Despite her acquittal on murder charges, when Casey Anthony is freed from jail Sunday in Orlando she'll face an uncertain future, and may always be blamed for the death of her toddler daughter, her lead defense investigator said this week.
"Everywhere she goes, five years from now, 10 years from now, there's going to be somebody yelling 'baby killer' to her," said Jeremiah "Jerry" Lyons, of Port St. Lucie, a private investigator hired in 2009 by Anthony's attorney Jose Baez, of Kissimmee.
"No matter where she goes and no matter what she does, she's always going to be Casey Anthony and everyone, or someone, will always associate her with this case, and believe that she had something to do with the death of her daughter, Caylee."

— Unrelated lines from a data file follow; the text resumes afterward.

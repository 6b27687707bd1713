//! Alarm matching and the recurring scan tick.
//!
//! A scan compares every armed task's due minute with the current wall-clock
//! minute. There is no catch-up: a minute that no tick lands on is never
//! matched, so a skipped tick (sleep, clock jump) means that alarm stays
//! armed but never fires.

use std::time::Duration;

use chrono::{NaiveDateTime, Timelike};
use tokio::time::{self, Instant, Interval, MissedTickBehavior};
use tracing::{debug, info};

use crate::task::{Task, TaskId, TaskStore};

/// Reference scan period
pub const DEFAULT_SCAN_INTERVAL: Duration = Duration::from_secs(60);

fn truncate_to_minute(now: NaiveDateTime) -> NaiveDateTime {
    now.with_second(0)
        .and_then(|t| t.with_nanosecond(0))
        .unwrap_or(now)
}

/// Whether `task` fires at wall-clock `now`
pub fn is_due(task: &Task, now: NaiveDateTime) -> bool {
    let Some(schedule) = task.schedule.as_ref() else {
        return false;
    };
    schedule.has_alarm()
        && !schedule.alarm_triggered()
        && !task.completed
        && schedule.due() == truncate_to_minute(now)
}

/// One scan pass over the store
#[derive(Debug, Default, Clone, Copy)]
pub struct AlarmScanner;

impl AlarmScanner {
    /// Fire every task due at `now`, returning the ids that fired.
    ///
    /// Each returned task is already marked triggered, so a second scan in
    /// the same minute returns nothing.
    pub fn scan(&self, store: &mut TaskStore, now: NaiveDateTime) -> Vec<TaskId> {
        let mut fired = Vec::new();
        for task in store.tasks_mut() {
            if !is_due(task, now) {
                continue;
            }
            if let Some(schedule) = task.schedule.as_mut() {
                if schedule.fire() {
                    info!(task_id = task.id, text = %task.text, "alarm fired");
                    fired.push(task.id);
                }
            }
        }
        debug!(at = %now, fired = fired.len(), "alarm scan");
        fired
    }
}

/// Recurring scan timer.
///
/// The first tick comes one full period after start. Ticks missed while the
/// host was busy are skipped, not replayed. Must be created inside a tokio
/// runtime.
#[derive(Debug)]
pub struct AlarmTicker {
    interval: Interval,
}

impl AlarmTicker {
    /// # Panics
    /// If `period` is zero.
    pub fn start(period: Duration) -> Self {
        let mut interval = time::interval_at(Instant::now() + period, period);
        interval.set_missed_tick_behavior(MissedTickBehavior::Skip);
        Self { interval }
    }

    pub fn period(&self) -> Duration {
        self.interval.period()
    }

    /// Wait for the next tick
    pub async fn tick(&mut self) {
        self.interval.tick().await;
    }
}

#[cfg(test)]
mod tests {
    use super::*;
    use crate::task::ScheduleRequest;
    use chrono::{DateTime, FixedOffset, NaiveDate, NaiveTime, TimeZone};

    fn at(h: u32, m: u32, s: u32) -> DateTime<FixedOffset> {
        FixedOffset::west_opt(5 * 3600)
            .unwrap()
            .with_ymd_and_hms(2026, 7, 4, h, m, s)
            .unwrap()
    }

    fn store_with(alarm: bool, due: (u32, u32)) -> TaskStore {
        let mut store = TaskStore::new();
        let request = ScheduleRequest {
            date: NaiveDate::from_ymd_opt(2026, 7, 4),
            time: NaiveTime::from_hms_opt(due.0, due.1, 0),
            alarm,
        };
        store.add("fireworks", Some(request), at(8, 0, 0)).unwrap();
        store
    }

    #[test]
    fn fires_once_within_the_due_minute() {
        let mut store = store_with(true, (21, 30));
        let scanner = AlarmScanner;

        assert!(scanner.scan(&mut store, at(21, 29, 59).naive_local()).is_empty());
        assert_eq!(scanner.scan(&mut store, at(21, 30, 12).naive_local()), vec![1]);
        assert!(store.tasks()[0].schedule.unwrap().alarm_triggered());
        assert!(scanner.scan(&mut store, at(21, 30, 48).naive_local()).is_empty());
    }

    #[test]
    fn never_fires_without_alarm() {
        let mut store = store_with(false, (21, 30));
        assert!(AlarmScanner
            .scan(&mut store, at(21, 30, 0).naive_local())
            .is_empty());
        assert!(!store.tasks()[0].schedule.unwrap().alarm_triggered());
    }

    #[test]
    fn completed_tasks_stay_armed_and_silent() {
        let mut store = store_with(true, (21, 30));
        store.toggle(1);
        assert!(AlarmScanner
            .scan(&mut store, at(21, 30, 0).naive_local())
            .is_empty());
        assert!(store.tasks()[0].schedule.unwrap().has_alarm());
        assert!(!store.tasks()[0].schedule.unwrap().alarm_triggered());
    }

    #[test]
    fn skipped_minute_never_fires() {
        let mut store = store_with(true, (21, 30));
        assert!(AlarmScanner
            .scan(&mut store, at(21, 31, 0).naive_local())
            .is_empty());
    }

    #[tokio::test(start_paused = true)]
    async fn ticker_waits_a_full_period() {
        let start = Instant::now();
        let mut ticker = AlarmTicker::start(Duration::from_secs(60));
        assert_eq!(ticker.period(), Duration::from_secs(60));

        ticker.tick().await;
        let first = start.elapsed();
        assert!(first >= Duration::from_secs(60) && first < Duration::from_secs(61));
        ticker.tick().await;
        let second = start.elapsed();
        assert!(second >= Duration::from_secs(120) && second < Duration::from_secs(121));
    }
}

Anthony, 25, is scheduled to leave the Orange County jail Sunday. She was sentenced to four years behind bars following her convictions on three counts of lying to law enforcement officials. She was given credit for time served, and time was cut for good behavior, records show. She's expected to serve a year of probation related to convictions in an earlier check fraud case.
Anthony's legal team expects her to go into hiding Sunday, Lyons said, and he wouldn't reveal details about her immediate future.

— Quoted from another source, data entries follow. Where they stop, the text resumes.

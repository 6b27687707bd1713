//! Durable key-value surface for task state
//!
//! The persistence layer only needs string values under a handful of keys.
//! [`FileStore`] keeps one file per key in the data directory:
//!
//! ```text
//! <data dir>/
//!   config.toml              # Optional configuration
//!   todoTasks                # JSON array of task records
//!   todoTasks.lock           # Advisory lock for the key above
//!   todoTaskIdCounter        # Next id, decimal (advisory)
//!   todoTaskIdCounter.lock
//! ```

use std::cell::RefCell;
use std::collections::BTreeMap;
use std::path::PathBuf;
use std::rc::Rc;

use crate::error::{Error, Result};
use crate::lock::{self, DEFAULT_LOCK_TIMEOUT_MS};

/// String values under string keys
pub trait KeyValueStore {
    fn get(&self, key: &str) -> Result<Option<String>>;
    fn set(&mut self, key: &str, value: &str) -> Result<()>;
}

fn validate_key(key: &str) -> Result<()> {
    let valid = !key.is_empty()
        && !key.starts_with('.')
        && !key.contains(['/', '\\'])
        && !key.ends_with(".lock");
    if valid {
        Ok(())
    } else {
        Err(Error::InvalidArgument(format!("invalid storage key: {key:?}")))
    }
}

/// One file per key inside a directory
#[derive(Debug, Clone)]
pub struct FileStore {
    dir: PathBuf,
    lock_timeout_ms: u64,
}

impl FileStore {
    pub fn new(dir: impl Into<PathBuf>) -> Self {
        Self {
            dir: dir.into(),
            lock_timeout_ms: DEFAULT_LOCK_TIMEOUT_MS,
        }
    }

    pub fn with_lock_timeout(mut self, timeout_ms: u64) -> Self {
        self.lock_timeout_ms = timeout_ms;
        self
    }

    /// Path of the file backing `key`
    pub fn key_path(&self, key: &str) -> Result<PathBuf> {
        validate_key(key)?;
        Ok(self.dir.join(key))
    }
}

impl KeyValueStore for FileStore {
    fn get(&self, key: &str) -> Result<Option<String>> {
        let path = self.key_path(key)?;
        if !self.dir.exists() {
            return Ok(None);
        }
        lock::read_locked_str(&path, self.lock_timeout_ms)
    }

    fn set(&mut self, key: &str, value: &str) -> Result<()> {
        let path = self.key_path(key)?;
        lock::write_atomic_locked(&path, value.as_bytes(), self.lock_timeout_ms)
    }
}

/// In-memory store. Clones share the same map.
#[derive(Debug, Clone, Default)]
pub struct MemoryStore {
    entries: Rc<RefCell<BTreeMap<String, String>>>,
}

impl MemoryStore {
    pub fn new() -> Self {
        Self::default()
    }

    /// Current value of `key`, bypassing the trait
    pub fn peek(&self, key: &str) -> Option<String> {
        self.entries.borrow().get(key).cloned()
    }

    /// Overwrite `key` directly, e.g. to plant corrupt data in a test
    pub fn insert(&self, key: &str, value: &str) {
        self.entries
            .borrow_mut()
            .insert(key.to_string(), value.to_string());
    }
}

impl KeyValueStore for MemoryStore {
    fn get(&self, key: &str) -> Result<Option<String>> {
        validate_key(key)?;
        Ok(self.peek(key))
    }

    fn set(&mut self, key: &str, value: &str) -> Result<()> {
        validate_key(key)?;
        self.insert(key, value);
        Ok(())
    }
}

#[cfg(test)]
mod tests {
    use super::*;
    use tempfile::TempDir;

    #[test]
    fn file_store_round_trips_values() {
        let temp_dir = TempDir::new().unwrap();
        let mut store = FileStore::new(temp_dir.path().join("data"));

        assert_eq!(store.get("todoTasks").unwrap(), None);
        store.set("todoTasks", "[]").unwrap();
        store.set("todoTaskIdCounter", "1").unwrap();

        assert_eq!(store.get("todoTasks").unwrap().as_deref(), Some("[]"));
        assert_eq!(store.get("todoTaskIdCounter").unwrap().as_deref(), Some("1"));
        assert!(temp_dir.path().join("data").join("todoTasks").exists());
    }

    #[test]
    fn keys_cannot_escape_the_directory() {
        let temp_dir = TempDir::new().unwrap();
        let mut store = FileStore::new(temp_dir.path());
        for key in ["", "../todoTasks", "a/b", ".hidden", "todoTasks.lock"] {
            assert!(
                matches!(store.set(key, "x"), Err(Error::InvalidArgument(_))),
                "{key:?} accepted"
            );
        }
    }

    #[test]
    fn memory_store_clones_share_entries() {
        let store = MemoryStore::new();
        let mut writer = store.clone();
        writer.set("todoTasks", "[]").unwrap();
        assert_eq!(store.peek("todoTasks").as_deref(), Some("[]"));
    }
}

"She's in for a rough time," said Lyons. "She can't go home, and nobody is going to tell you where she is going to go. At this point, she needs time and nobody, even if we know, is going to tell anybody where she is."

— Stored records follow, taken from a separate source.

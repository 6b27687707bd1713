//! Wall-clock access.
//!
//! Due moments are local wall-clock times without a zone, so the clock hands
//! out the current time together with its UTC offset: the naive local part is
//! compared against schedules, the UTC part stamps `createdAt`.

use std::cell::Cell;
use std::rc::Rc;

use chrono::{DateTime, FixedOffset, Local};

/// Source of the current wall-clock time
pub trait Clock {
    fn now(&self) -> DateTime<FixedOffset>;
}

/// The host's local clock
#[derive(Debug, Clone, Copy, Default)]
pub struct SystemClock;

impl Clock for SystemClock {
    fn now(&self) -> DateTime<FixedOffset> {
        Local::now().fixed_offset()
    }
}

/// A clock that only moves when told to.
///
/// Clones share the same instant, so a test can keep one handle and give the
/// other to a controller.
#[derive(Debug, Clone)]
pub struct ManualClock {
    now: Rc<Cell<DateTime<FixedOffset>>>,
}

impl ManualClock {
    pub fn new(now: DateTime<FixedOffset>) -> Self {
        Self {
            now: Rc::new(Cell::new(now)),
        }
    }

    pub fn set(&self, now: DateTime<FixedOffset>) {
        self.now.set(now);
    }

    pub fn advance(&self, by: chrono::Duration) {
        self.now.set(self.now.get() + by);
    }
}

impl Clock for ManualClock {
    fn now(&self) -> DateTime<FixedOffset> {
        self.now.get()
    }
}
//! Error types for todo-alarm
//!
//! Exit codes:
//! - 0: Success
//! - 2: User error (invalid task input, bad args, bad config)
//! - 4: Operation failed (storage, serialization, lock contention)

use std::path::PathBuf;

use chrono::NaiveDateTime;
use thiserror::Error;

/// Exit codes for the todo-alarm CLI
pub mod exit_codes {
    pub const SUCCESS: i32 = 0;
    pub const USER_ERROR: i32 = 2;
    pub const OPERATION_FAILED: i32 = 4;
}

/// Rejected task input. Raised before any state is touched.
#[derive(Error, Debug, Clone, PartialEq, Eq)]
pub enum ValidationError {
    #[error("Please enter a task!")]
    EmptyText,

    #[error("Task is too long! Maximum {max} characters (got {len}).")]
    TextTooLong { len: usize, max: usize },

    #[error("Please select both date and time!")]
    IncompleteSchedule,

    #[error("Date and time cannot be in the past! ({due})")]
    DueInPast { due: NaiveDateTime },

    #[error("No task ids left! Clear all tasks to start over.")]
    IdsExhausted,
}

/// Main error type for todo-alarm operations
#[derive(Error, Debug)]
pub enum Error {
    // User errors (exit code 2)
    #[error(transparent)]
    Validation(#[from] ValidationError),

    #[error("Invalid configuration: {0}")]
    InvalidConfig(String),

    #[error("Invalid argument: {0}")]
    InvalidArgument(String),

    // Operation failures (exit code 4)
    #[error("IO error: {0}")]
    Io(#[from] std::io::Error),

    #[error("JSON error: {0}")]
    Json(#[from] serde_json::Error),

    #[error("TOML parse error: {0}")]
    TomlParse(#[from] toml::de::Error),

    #[error("Lock acquisition failed: {0}")]
    LockFailed(PathBuf),

    #[error("Corrupt task record: {0}")]
    CorruptRecord(String),

    #[error("Operation failed: {0}")]
    OperationFailed(String),
}

impl Error {
    /// Get the exit code for this error
    pub fn exit_code(&self) -> i32 {
        match self {
            Error::Validation(_) | Error::InvalidConfig(_) | Error::InvalidArgument(_) => {
                exit_codes::USER_ERROR
            }

            Error::Io(_)
            | Error::Json(_)
            | Error::TomlParse(_)
            | Error::LockFailed(_)
            | Error::CorruptRecord(_)
            | Error::OperationFailed(_) => exit_codes::OPERATION_FAILED,
        }
    }

    /// True for failures of the durable storage surface or its encoding.
    pub fn is_persistence(&self) -> bool {
        matches!(
            self,
            Error::Io(_) | Error::Json(_) | Error::LockFailed(_) | Error::CorruptRecord(_)
        )
    }

    /// Structured details for JSON error output
    pub fn details(&self) -> Option<serde_json::Value> {
        match self {
            Error::Validation(ValidationError::TextTooLong { len, max }) => {
                Some(serde_json::json!({ "len": len, "max": max }))
            }
            Error::Validation(ValidationError::DueInPast { due }) => {
                Some(serde_json::json!({ "due": due.format("%Y-%m-%dT%H:%M").to_string() }))
            }
            Error::InvalidConfig(message) | Error::InvalidArgument(message) => {
                Some(serde_json::json!({ "message": message }))
            }
            Error::LockFailed(path) => Some(serde_json::json!({ "path": path })),
            _ => None,
        }
    }
}

/// Result type alias for todo-alarm operations
pub type Result<T> = std::result::Result<T, Error>;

In his first interview since Anthony's trial ended July 5, Lyons criticized the police investigation into the death of 2-year-old Caylee Anthony, blasted the media for a nonstop onslaught of coverage and staunchly declared Casey Anthony's innocence.
"When I entered into this case I thought there was a good chance she was guilty," he said. "And when I walk out of it, I know that she is innocent. And I believe her to be innocent, not just 'not guilty.'"
He called the jury's verdict an "excellent decision." It acquitted her of first-degree murder, aggravated manslaughter and aggravated child abuse.
"I've had happy feelings, but this was a great feeling when the jury came back with not guilty on the top three counts," he recalled, smiling. "There's no manner of death, there's no cause of death, so how do you have murder?"
Lyons insisted he never found a shred of evidence that proved Anthony was a murderer.
Sheriff's investigators, he said, were too quick to settle on Casey Anthony as a killer.
"The Orlando (Orange County) Sheriff's Office, I think they did a great job in investigating Casey Anthony," he said. "I think they did a lousy job of investigating the death of Caylee Anthony."
Lyons, who in 1994 retired after a 20-year career as a major case detective with the New York City Transit Police, said when he met Baez in December 2008, he was drumming up work for himself as a private investigator after moving to Port St. Lucie to join his wife, whom he married in January.
He'd spent a career as a cop putting murderers, rapists and violent offenders behind bars, he said. But now he worked for the other side and he was marketing his business when he met Baez for the first time in Orlando during a "Death is Different" seminar, hosted by the Florida Association of Criminal Defense Attorneys.
"I recognized him and went up and introduced myself and gave him my resume," Lyons recalled. "I told him that I would love to be able to help him out if he thought there was a need."
A few weeks later, Baez called him. He said he's still not sure why Baez selected him.
"He asked me if I could be in his office the next morning," he said, "and I was."
Lyons insisted he didn't take the case hoping to grab headlines, and he didn't expect it to turn into a nearly two-year-long job.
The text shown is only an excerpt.